▸ Collected data entries
◇ ◇ ◇
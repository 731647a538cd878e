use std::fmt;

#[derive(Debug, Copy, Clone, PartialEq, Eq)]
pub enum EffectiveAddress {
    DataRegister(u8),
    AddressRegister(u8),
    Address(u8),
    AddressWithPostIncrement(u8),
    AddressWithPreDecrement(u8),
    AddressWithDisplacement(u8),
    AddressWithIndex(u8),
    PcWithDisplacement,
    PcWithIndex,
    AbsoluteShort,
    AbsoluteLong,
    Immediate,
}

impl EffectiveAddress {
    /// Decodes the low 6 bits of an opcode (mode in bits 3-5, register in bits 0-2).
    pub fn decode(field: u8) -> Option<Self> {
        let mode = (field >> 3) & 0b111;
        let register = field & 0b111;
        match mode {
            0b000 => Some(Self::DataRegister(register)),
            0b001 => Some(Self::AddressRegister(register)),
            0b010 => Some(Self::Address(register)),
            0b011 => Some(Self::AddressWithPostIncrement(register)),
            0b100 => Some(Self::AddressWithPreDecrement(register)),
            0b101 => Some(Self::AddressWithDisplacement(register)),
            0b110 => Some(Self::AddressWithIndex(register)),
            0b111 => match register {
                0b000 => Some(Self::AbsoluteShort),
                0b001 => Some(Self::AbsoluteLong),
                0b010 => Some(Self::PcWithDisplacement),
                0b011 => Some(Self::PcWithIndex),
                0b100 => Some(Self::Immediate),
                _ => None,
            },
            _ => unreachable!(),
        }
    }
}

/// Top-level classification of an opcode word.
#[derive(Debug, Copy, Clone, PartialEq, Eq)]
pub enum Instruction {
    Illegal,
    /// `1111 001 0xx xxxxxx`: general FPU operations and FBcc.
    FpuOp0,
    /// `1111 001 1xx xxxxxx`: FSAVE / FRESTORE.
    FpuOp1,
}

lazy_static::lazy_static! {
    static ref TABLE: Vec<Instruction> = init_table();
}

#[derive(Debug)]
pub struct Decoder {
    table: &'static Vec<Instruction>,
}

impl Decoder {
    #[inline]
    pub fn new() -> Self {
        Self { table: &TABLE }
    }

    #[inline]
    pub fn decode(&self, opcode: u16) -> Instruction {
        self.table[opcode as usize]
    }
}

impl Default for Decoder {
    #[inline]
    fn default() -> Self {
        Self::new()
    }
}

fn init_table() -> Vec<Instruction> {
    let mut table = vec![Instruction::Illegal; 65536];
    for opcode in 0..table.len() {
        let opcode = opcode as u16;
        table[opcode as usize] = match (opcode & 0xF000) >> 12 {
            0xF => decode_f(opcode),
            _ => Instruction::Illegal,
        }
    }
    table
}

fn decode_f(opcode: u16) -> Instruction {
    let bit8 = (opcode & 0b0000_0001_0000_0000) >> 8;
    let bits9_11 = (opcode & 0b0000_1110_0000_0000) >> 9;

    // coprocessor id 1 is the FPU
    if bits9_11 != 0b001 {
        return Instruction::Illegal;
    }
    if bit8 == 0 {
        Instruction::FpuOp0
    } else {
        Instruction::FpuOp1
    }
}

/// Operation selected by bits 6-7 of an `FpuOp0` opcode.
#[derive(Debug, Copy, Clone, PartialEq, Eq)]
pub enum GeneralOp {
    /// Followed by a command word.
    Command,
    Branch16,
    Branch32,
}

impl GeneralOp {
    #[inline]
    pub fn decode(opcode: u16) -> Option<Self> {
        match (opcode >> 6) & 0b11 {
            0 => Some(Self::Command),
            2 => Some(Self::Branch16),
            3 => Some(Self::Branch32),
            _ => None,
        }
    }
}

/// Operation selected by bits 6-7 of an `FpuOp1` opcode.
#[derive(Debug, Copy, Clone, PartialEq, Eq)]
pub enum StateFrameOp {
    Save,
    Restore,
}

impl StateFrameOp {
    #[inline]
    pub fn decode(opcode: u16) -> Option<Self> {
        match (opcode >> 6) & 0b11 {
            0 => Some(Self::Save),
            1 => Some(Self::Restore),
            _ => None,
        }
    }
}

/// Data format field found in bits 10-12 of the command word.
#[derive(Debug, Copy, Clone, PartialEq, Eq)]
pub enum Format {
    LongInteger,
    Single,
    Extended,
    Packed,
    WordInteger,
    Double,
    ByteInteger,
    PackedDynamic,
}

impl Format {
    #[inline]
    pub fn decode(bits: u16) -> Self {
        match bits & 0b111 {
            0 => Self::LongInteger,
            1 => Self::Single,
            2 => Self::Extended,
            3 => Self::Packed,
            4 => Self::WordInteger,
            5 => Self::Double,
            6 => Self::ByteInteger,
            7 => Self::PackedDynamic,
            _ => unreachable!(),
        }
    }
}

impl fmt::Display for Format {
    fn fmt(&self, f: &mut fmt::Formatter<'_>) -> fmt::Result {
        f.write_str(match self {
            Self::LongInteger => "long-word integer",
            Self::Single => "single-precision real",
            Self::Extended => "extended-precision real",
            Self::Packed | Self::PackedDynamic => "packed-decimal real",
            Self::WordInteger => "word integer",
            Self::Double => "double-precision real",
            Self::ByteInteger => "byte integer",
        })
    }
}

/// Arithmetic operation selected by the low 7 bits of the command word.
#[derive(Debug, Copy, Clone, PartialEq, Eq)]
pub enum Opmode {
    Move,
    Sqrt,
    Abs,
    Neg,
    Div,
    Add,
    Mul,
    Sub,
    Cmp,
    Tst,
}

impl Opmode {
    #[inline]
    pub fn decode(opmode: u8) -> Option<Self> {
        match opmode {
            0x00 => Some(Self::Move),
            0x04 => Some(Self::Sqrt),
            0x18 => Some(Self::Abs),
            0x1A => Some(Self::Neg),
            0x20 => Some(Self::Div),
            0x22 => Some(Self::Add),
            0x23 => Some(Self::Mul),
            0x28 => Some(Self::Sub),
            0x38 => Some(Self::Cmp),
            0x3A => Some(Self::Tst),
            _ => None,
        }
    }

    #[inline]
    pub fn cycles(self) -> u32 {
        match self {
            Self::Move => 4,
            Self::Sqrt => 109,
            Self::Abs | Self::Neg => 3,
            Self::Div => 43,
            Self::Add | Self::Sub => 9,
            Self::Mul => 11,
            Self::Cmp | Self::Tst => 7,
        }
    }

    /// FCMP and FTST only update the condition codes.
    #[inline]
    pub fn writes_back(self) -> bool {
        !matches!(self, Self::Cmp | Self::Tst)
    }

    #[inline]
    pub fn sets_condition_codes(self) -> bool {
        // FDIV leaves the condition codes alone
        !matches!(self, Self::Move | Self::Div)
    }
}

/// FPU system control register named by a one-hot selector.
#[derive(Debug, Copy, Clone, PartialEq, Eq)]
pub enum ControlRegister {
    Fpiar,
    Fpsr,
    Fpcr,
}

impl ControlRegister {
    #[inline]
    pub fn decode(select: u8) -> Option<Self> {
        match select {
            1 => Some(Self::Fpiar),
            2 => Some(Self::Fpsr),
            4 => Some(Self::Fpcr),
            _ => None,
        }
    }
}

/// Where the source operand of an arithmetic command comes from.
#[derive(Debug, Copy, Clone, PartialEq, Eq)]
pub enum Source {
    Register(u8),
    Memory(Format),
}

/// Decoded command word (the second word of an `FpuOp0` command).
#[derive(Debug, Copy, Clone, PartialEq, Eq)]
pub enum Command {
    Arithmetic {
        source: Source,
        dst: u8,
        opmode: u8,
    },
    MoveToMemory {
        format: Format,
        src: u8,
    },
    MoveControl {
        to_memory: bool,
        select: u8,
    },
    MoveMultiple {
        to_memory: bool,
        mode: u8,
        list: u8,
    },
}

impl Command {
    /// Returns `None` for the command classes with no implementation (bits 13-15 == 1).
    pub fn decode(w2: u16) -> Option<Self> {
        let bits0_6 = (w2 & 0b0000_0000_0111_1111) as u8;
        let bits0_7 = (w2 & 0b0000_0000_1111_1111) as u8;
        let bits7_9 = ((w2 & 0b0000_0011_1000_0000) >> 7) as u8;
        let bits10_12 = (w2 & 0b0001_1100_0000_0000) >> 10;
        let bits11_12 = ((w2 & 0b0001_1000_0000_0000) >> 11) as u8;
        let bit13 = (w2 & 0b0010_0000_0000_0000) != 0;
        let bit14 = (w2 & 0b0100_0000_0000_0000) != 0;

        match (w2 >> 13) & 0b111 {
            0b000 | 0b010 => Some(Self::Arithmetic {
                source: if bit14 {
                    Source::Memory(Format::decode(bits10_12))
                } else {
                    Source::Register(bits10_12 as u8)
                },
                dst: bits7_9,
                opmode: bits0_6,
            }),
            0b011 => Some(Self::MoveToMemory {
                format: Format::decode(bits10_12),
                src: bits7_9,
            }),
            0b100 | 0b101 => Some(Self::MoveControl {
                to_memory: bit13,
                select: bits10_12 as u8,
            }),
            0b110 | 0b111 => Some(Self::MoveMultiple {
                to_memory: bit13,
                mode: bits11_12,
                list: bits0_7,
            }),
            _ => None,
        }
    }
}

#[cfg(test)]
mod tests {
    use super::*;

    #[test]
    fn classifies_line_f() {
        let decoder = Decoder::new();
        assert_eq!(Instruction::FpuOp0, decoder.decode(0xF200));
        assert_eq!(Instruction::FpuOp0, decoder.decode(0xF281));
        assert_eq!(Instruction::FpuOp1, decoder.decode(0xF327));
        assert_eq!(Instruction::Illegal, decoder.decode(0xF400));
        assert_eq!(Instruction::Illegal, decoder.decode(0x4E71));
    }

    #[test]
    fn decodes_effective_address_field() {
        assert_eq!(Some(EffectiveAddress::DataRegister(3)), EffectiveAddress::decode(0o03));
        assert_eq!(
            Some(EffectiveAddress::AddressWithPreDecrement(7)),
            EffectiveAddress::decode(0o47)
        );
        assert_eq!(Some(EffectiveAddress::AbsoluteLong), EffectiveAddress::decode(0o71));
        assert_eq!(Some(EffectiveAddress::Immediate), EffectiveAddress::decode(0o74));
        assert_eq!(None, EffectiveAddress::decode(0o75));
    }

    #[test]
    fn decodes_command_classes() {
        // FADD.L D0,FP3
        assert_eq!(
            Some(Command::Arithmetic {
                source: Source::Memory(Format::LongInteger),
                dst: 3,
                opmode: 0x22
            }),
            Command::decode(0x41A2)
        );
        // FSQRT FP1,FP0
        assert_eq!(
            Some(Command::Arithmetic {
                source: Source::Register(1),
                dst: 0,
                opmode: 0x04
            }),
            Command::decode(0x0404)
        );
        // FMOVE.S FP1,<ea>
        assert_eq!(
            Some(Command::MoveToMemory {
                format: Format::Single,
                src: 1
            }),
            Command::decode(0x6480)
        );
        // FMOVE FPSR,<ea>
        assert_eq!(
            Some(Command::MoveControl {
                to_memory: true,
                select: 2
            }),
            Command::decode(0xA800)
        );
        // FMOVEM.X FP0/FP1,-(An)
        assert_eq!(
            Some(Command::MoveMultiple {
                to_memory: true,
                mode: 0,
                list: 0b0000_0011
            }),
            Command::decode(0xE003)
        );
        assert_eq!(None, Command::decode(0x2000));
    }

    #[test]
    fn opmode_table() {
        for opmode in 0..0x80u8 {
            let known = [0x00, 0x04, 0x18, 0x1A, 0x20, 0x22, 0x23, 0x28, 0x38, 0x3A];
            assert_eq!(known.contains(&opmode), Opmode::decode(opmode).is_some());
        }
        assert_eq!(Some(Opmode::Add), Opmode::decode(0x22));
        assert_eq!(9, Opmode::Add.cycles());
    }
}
◇ ◇ ◇
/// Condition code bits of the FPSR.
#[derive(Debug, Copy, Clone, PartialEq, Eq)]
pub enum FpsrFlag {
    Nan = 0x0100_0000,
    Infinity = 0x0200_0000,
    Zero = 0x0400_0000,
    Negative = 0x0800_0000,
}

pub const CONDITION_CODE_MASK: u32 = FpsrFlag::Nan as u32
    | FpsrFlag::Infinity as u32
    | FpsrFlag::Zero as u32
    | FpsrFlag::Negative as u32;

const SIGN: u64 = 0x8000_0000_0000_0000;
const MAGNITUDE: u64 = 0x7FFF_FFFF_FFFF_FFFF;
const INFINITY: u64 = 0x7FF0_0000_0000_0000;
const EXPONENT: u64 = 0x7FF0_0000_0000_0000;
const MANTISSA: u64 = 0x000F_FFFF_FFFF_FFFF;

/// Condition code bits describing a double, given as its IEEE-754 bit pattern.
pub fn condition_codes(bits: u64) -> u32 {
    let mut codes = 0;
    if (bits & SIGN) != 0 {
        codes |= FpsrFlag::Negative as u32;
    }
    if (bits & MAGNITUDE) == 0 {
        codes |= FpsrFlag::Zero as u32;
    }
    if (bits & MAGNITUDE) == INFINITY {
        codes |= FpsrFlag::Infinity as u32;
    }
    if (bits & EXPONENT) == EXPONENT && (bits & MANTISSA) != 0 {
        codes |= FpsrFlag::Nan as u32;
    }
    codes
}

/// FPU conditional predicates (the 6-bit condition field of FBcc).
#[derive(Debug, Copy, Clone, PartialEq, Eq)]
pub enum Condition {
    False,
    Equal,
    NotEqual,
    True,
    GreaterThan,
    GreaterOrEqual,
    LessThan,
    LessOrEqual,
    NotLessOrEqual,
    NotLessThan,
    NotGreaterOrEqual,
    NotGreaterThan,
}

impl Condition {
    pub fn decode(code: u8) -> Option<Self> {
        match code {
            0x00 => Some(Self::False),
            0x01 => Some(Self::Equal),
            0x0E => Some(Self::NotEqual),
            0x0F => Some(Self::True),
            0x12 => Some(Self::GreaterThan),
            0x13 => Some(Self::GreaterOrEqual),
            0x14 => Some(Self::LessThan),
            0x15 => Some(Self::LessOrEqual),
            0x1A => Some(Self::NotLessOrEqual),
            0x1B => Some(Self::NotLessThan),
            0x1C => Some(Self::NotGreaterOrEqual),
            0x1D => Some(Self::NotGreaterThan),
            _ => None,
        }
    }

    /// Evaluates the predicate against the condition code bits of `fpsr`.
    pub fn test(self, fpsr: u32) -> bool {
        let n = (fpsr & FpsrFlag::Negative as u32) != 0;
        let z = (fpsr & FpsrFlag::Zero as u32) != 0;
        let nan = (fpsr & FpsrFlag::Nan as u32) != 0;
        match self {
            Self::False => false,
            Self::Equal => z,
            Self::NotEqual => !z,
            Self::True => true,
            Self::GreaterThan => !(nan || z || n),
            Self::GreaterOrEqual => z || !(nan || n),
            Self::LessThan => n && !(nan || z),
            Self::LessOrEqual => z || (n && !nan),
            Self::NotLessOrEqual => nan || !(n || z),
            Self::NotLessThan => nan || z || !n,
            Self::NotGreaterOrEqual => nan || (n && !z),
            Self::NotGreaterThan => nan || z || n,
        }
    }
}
◇ ◇ ◇
▸ Task details
The expected answer is each line of the records above that includes the string "PcWithDisplacement".

▸ Answer for the task
    PcWithDisplacement,
                0b010 => Some(Self::PcWithDisplacement),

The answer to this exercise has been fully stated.